In this example, we sort movies by their release year in ascending order.
import pandas as pd
# Create a simple DataFrame
movies = pd.DataFrame({ 'Movie': ['The Godfather', 'Inception', 'Titanic'],
'Year': [1972, 2010, 1997] })
result = movies.sort_values(by='Year')
print(result)
Output
Movie Year 0 The Godfather 1972 2 Titanic 1997 1 Inception 2010
Explanation:
- sort_values(by='Year') sorts rows using the values in the Year column.
- Movies are arranged from the oldest (1972) to the most recent (2010).
Syntax
DataFrame.sort_values(by, axis=0, ascending=True, inplace=False, na_position='last')
Parameters:
- by: column label(s) to sort by.
- axis: 0 for rows (default), 1 for columns.
- ascending: True = smallest first, False = largest first.
- na_position: 'first' puts NaN first, 'last' puts them last.
Return Value: Returns a DataFrame with rows sorted by the given column(s).
Examples
Example 1: In this example, we sort student scores in Science from highest to lowest.
import pandas as pd
df = pd.DataFrame({ 'Name': ['Simon', 'Marsh', 'Alex', 'Selena'],
'Science': [7, 9, 4, 7] })
result = df.sort_values(by='Science', ascending=False)
print(result)
Output
Name Science 1 Marsh 9 0 Simon 7 3 Selena 7 2 Alex 4
Explanation:
- ascending=False sorts Science marks from highest to lowest.

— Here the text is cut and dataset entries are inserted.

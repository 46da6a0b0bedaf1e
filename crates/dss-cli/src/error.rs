//! Error types for the CLI

use std::path::PathBuf;

use dss_common::telemetry::TelemetryError;

/// CLI Result type
pub type Result<T> = std::result::Result<T, Error>;

/// CLI errors
#[derive(Debug, thiserror::Error)]
pub enum Error {
    #[error("failed to access {}: {source}", .path.display())]
    Io {
        path: PathBuf,
        #[source]
        source: std::io::Error,
    },

    #[error("yaml error: {0}")]
    Yaml(#[from] serde_yaml::Error),

    #[error("json error: {0}")]
    Json(#[from] serde_json::Error),

    #[error(transparent)]
    Compose(#[from] dss_common::Error),

    #[error(transparent)]
    Telemetry(#[from] TelemetryError),
}

impl Error {
    pub fn io(path: impl Into<PathBuf>, source: std::io::Error) -> Self {
        Error::Io {
            path: path.into(),
            source,
        }
    }
}
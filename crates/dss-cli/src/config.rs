//! Template directory resolution
//!
//! The resolution chain (highest priority first):
//! 1. Explicit `--templates` flag
//! 2. `DSS_DEPLOY_TEMPLATES` environment variable
//! 3. `./templates`

use std::ffi::OsString;
use std::path::{Path, PathBuf};

use dss_common::TEMPLATES_DIR_ENV;

/// Fallback template directory, relative to the working directory
pub const DEFAULT_TEMPLATES_DIR: &str = "templates";

/// Resolve the template directory using the process environment
pub fn resolve_templates_dir(explicit: Option<&Path>) -> PathBuf {
    resolve_with_env(explicit, std::env::var_os(TEMPLATES_DIR_ENV))
}

/// Resolve the template directory from an explicit value and an env value.
///
/// An empty env value counts as unset.
pub fn resolve_with_env(explicit: Option<&Path>, env: Option<OsString>) -> PathBuf {
    if let Some(path) = explicit {
        return path.to_path_buf();
    }
    match env {
        Some(value) if !value.is_empty() => PathBuf::from(value),
        _ => PathBuf::from(DEFAULT_TEMPLATES_DIR),
    }
}

#[cfg(test)]
mod tests {
    use super::*;

    #[test]
    fn explicit_flag_wins() {
        let resolved = resolve_with_env(Some(Path::new("/flag")), Some("/env".into()));
        assert_eq!(resolved, PathBuf::from("/flag"));
    }

    #[test]
    fn env_is_used_without_flag() {
        assert_eq!(resolve_with_env(None, Some("/env".into())), PathBuf::from("/env"));
    }

    #[test]
    fn falls_back_to_local_templates() {
        assert_eq!(resolve_with_env(None, None), PathBuf::from("templates"));
        assert_eq!(resolve_with_env(None, Some(OsString::new())), PathBuf::from("templates"));
    }
}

- Marsh with 9 comes first, Alex with 4 comes last.
Example 2: This code sorts students first by Maths, then by English, both in ascending order.
import pandas as pd
df = pd.DataFrame({ 'Name': ['Simon', 'Marsh', 'Gaurav', 'Alex'],
'Maths': [8, 5, 6, 9],
'English': [7, 4, 7, 6] })
result = df.sort_values(by=['Maths', 'English'])
print(result)
Output
Name Maths English 1 Marsh 5 4 2 Gaurav 6 7 0 Simon 8 7 3 Alex 9 6
Explanation:
- Sorting happens by Maths first.
- If two rows have the same Maths score, they are sorted by English.
Example 3: In this example, we sort by Science but display missing values (NaN) first.
import pandas as pd
df = pd.DataFrame({ 'Name': ['Simon', 'Marsh', 'Alex', 'Selena'],
'Science': [7, None, 4, 9] })
result = df.sort_values(by='Science', na_position='first')
print(result)
Output
Name Science 1 Marsh NaN 2 Alex 4.0 0 Simon 7.0 3 Selena 9.0
Explanation:
- na_position='first' places NaN values before numeric values.
- Marsh with missing Science score comes first.